Les outils portables de séquençage de l’ADN ouvrent un autre domaine prometteur pour l’innovation : ils pourraient être utilisés par les agriculteurs pour diagnostiquer les maladies des plantes, et probablement améliorer leur qualité et leur rendement en éliminant ou en réduisant l’usage de pesticides. Le recours à la modification génétique pour améliorer la santé et la productivité des animaux comestibles comme le bétail laitier ou élevé pour sa viande, les porcs ou les volailles en est encore à ses balbutiements, mais ce domaine suscite un intérêt croissant depuis l’épidémie de peste porcine africaine de 2019.

De même, le recensement du microbiome – qui comprend les bactéries, les champignons et les virus – aide les chercheurs à trouver des moyens d’accroître la résistance des plantes cultivées, des animaux d’élevage et des sols à la sécheresse et à la maladie. Là aussi, les progrès de l’informatique et du séquençage accélèrent le rythme des découvertes, au point qu’une société de biotechnologie, Novozymes, propose déjà des microbes génétiquement modifiés en remplacement des intrants chimiques destinés à l’amélioration des rendements et de la qualité.

Nombre de ces innovations biologiques peuvent nous aider à vaincre non seulement la faim mais aussi l’épuisement des ressources et, plus largement, les risques climatiques. Selon les chiffres de la FAO, l’élevage du bétail et des animaux de basse-cour pour la viande, les œufs et le lait est responsable de 14,5 % des émissions mondiales de gaz à effet de serre ; et un tiers de toutes les terres cultivables est utilisé afin de produire de la nourriture pour les animaux d’élevage. L’agriculture est aussi la principale cause de la déforestation, puisqu’elle occupe 43 % des terres non gelées et non désertiques de la planète. Le burger « Impossible », à base de végétaux, représente par rapport à un burger traditionnel à la viande 89 % d’émissions en moins.

Le changement climatique renforce la nécessité des innovations biologiques, comme les plantes cultivées modifiées pour résister à des conditions météorologiques difficiles, ou pour pousser dans des environnements nouveaux, y compris les zones où la température est extrême, la salinité des sols élevée et les sécheresses fréquentes.
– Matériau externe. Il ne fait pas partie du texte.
//! Retention sweep for lock sessions and device events.

use chrono::{DateTime, Duration, Utc};
use serde::Serialize;
use tracing::info;

use crate::config::{RetentionConfig, DEFAULT_RETENTION_DAYS};
use crate::error::Result;
use crate::store::SessionStore;

#[derive(Debug, Clone, Copy, PartialEq, Eq)]
pub struct RetentionPolicy {
    window: Duration,
}

#[derive(Debug, Clone, Copy, Default, PartialEq, Eq, Serialize)]
pub struct SweepReport {
    pub sessions_removed: usize,
    pub device_events_removed: usize,
}

impl RetentionPolicy {
    pub fn new(window: Duration) -> Self {
        Self { window }
    }

    pub fn cutoff(&self, now: DateTime<Utc>) -> DateTime<Utc> {
        now - self.window
    }

    /// Deletes everything older than the retention window.
    pub fn sweep(&self, store: &dyn SessionStore, now: DateTime<Utc>) -> Result<SweepReport> {
        let cutoff = self.cutoff(now);
        let report = SweepReport {
            sessions_removed: store.delete_sessions_before(cutoff)?,
            device_events_removed: store.delete_device_events_before(cutoff)?,
        };
        if report != SweepReport::default() {
            info!(
                cutoff = %cutoff.to_rfc3339(),
                sessions = report.sessions_removed,
                device_events = report.device_events_removed,
                "Retention sweep removed rows"
            );
        }
        Ok(report)
    }
}

impl Default for RetentionPolicy {
    fn default() -> Self {
        Self::new(Duration::days(DEFAULT_RETENTION_DAYS))
    }
}

impl From<&RetentionConfig> for RetentionPolicy {
    fn from(config: &RetentionConfig) -> Self {
        Self::new(config.window())
    }
}
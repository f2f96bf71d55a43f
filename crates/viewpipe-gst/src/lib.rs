//! GStreamer pipeline backend for viewpipe.
//!
//! [`GstPipeline`] implements the core's
//! [`PipelineBackend`](viewpipe_core::PipelineBackend) seam with a playbin
//! pipeline (or a `videotestsrc` test pipeline in debugging mode), and its
//! [`SurfaceCapture`](viewpipe_core::SurfaceCapture) seam by converting the
//! video sink's last rendered sample to RGBA, so snapshots never touch
//! the live render path.
//!
//! Bus messages are relayed one-to-one to the host through the core's
//! [`EventBridge`](viewpipe_core::EventBridge) on a dedicated bus thread:
//! element errors, EOS, pipeline state changes and `level` audio metering
//! updates.

mod bus;
mod pipeline;

pub use pipeline::GstPipeline;
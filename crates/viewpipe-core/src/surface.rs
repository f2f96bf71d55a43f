//! Surface lifecycle: when the pipeline is created, rebound, or torn down.
//!
//! The controller owns the drawable surface handle while the view is
//! attached. First creation initializes the pipeline and starts the
//! capture worker; destruction stops the worker and waits for its clean
//! termination. Lifecycle callbacks arrive serialized from one UI-facing
//! thread and must never fail, since the host's windowing layer cannot
//! recover from a failing callback.

use std::sync::Arc;

use crate::cache::FrameCache;
use crate::capture::{CaptureConfig, CaptureWorker, SurfaceCapture};
use crate::pipeline::{PipelineBackend, PipelineConfig};

/// Opaque handle to a platform drawable target.
///
/// Must never be retained beyond the surface-destroyed notification.
#[derive(Debug, Clone, Copy, PartialEq, Eq, Hash)]
pub struct SurfaceHandle(usize);

impl SurfaceHandle {
    /// Wraps a raw platform handle.
    pub fn new(raw: usize) -> Self {
        Self(raw)
    }

    /// The raw platform handle.
    pub fn raw(self) -> usize {
        self.0
    }
}

/// Whether the native pipeline has been created and attached to a surface.
///
/// Never reverts to `Unbound`: one controller owns exactly one pipeline
/// lifetime. A destroyed surface stops capture but leaves the binding.
#[derive(Debug, Clone, Copy, PartialEq, Eq)]
pub enum BindingState {
    Unbound,
    Initializing,
    Bound,
}

/// Owns the surface handle and drives pipeline binding and frame capture.
pub struct SurfaceLifecycleController {
    pipeline: Arc<dyn PipelineBackend>,
    capture: Arc<dyn SurfaceCapture>,
    cache: Arc<FrameCache>,
    config: PipelineConfig,
    capture_config: CaptureConfig,
    binding: BindingState,
    surface: Option<SurfaceHandle>,
    worker: Option<CaptureWorker>,
}

impl SurfaceLifecycleController {
    pub fn new(
        pipeline: Arc<dyn PipelineBackend>,
        capture: Arc<dyn SurfaceCapture>,
        cache: Arc<FrameCache>,
        config: PipelineConfig,
        capture_config: CaptureConfig,
    ) -> Self {
        Self {
            pipeline,
            capture,
            cache,
            config,
            capture_config,
            binding: BindingState::Unbound,
            surface: None,
            worker: None,
        }
    }

    /// Current pipeline binding state.
    pub fn binding(&self) -> BindingState {
        self.binding
    }

    /// The surface currently owned by the controller, if attached.
    pub fn surface(&self) -> Option<SurfaceHandle> {
        self.surface
    }

    /// The view's surface came into existence.
    ///
    /// On the first call, records `handle` as the initial render target,
    /// initializes the pipeline and starts the capture worker. Duplicate
    /// creation callbacks are no-ops.
    pub fn surface_created(&mut self, handle: SurfaceHandle) {
        if self.binding != BindingState::Unbound {
            tracing::debug!(?handle, "surface created again, pipeline already bound");
            return;
        }

        self.binding = BindingState::Initializing;
        self.surface = Some(handle);
        self.config.initial_surface = Some(handle);

        // Init failure is absorbed: the controller stays usable, playback
        // does not function, and there is no retry.
        if let Err(err) = self.pipeline.init_and_run(&self.config) {
            tracing::error!("pipeline initialization failed: {err}");
        }
        self.binding = BindingState::Bound;

        self.worker = Some(CaptureWorker::spawn(
            Arc::clone(&self.capture),
            Arc::clone(&self.cache),
            self.capture_config,
        ));
    }

    /// The surface was recreated or resized.
    ///
    /// Always forwards the new handle as the active render target,
    /// regardless of binding state; the capture worker is unaffected.
    /// `format` is the platform pixel-format code, logged for diagnostics.
    pub fn surface_changed(&mut self, handle: SurfaceHandle, width: u32, height: u32, format: u32) {
        tracing::trace!(?handle, width, height, format, "surface changed");
        self.surface = Some(handle);
        self.pipeline.set_drawable_surface(handle);
    }

    /// The surface is going away.
    ///
    /// Stops the capture worker and blocks until its thread has fully
    /// terminated, so no frame store can happen after this returns. Fast
    /// no-op when no worker was ever started.
    pub fn surface_destroyed(&mut self) {
        if let Some(mut worker) = self.worker.take() {
            worker.stop();
            worker.join();
        }
        self.surface = None;
    }
}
De nombreuses innovations contribuent déjà à la sécurité alimentaire, et le potentiel du séquençage bon marché de l’ADN ou des technologies utilisant les séquences CRISPR continuera avec le temps à se révéler pleinement. Il faudra attendre un peu pour que la viande élevée en laboratoire conquière sa place, mais lorsqu’elle l’aura fait, les conséquences s’en feront partout sentir.

La réglementation et les perceptions de l’opinion jouent depuis longtemps leur rôle – à la fois positif et négatif – dans l’innovation biologique. La première vague de produits génétiquement modifiés disponibles dans le commerce est loin d’avoir atteint tous les pays, et 19 États membres de l’Union européenne maintiennent une interdiction partielle ou totale de leur vente. En Afrique, les produits alimentaires génétiquement modifiés ne sont légalisés que dans une petite poignée de pays.

La sécurité est évidemment la priorité. Mais si l’on parvient à répondre aux inquiétudes des régulateurs et des consommateurs, la bio-révolution pourrait être d’une aide durable pour relever les défis mondiaux que sont la sécurité alimentaire et le changement climatique.

Traduit de l’anglais par François Boisivon

Michael Chui est chercheur associé au McKinsey Global Institute, spécialiste des données de masse. Matthias Evers, chercheur associé principal au bureau de Hambourg du McKinsey Institute, codirige, au niveau mondial, le travail de recherche et développement de la firme sur l’usage des produits pharmaceutiques et médicaux.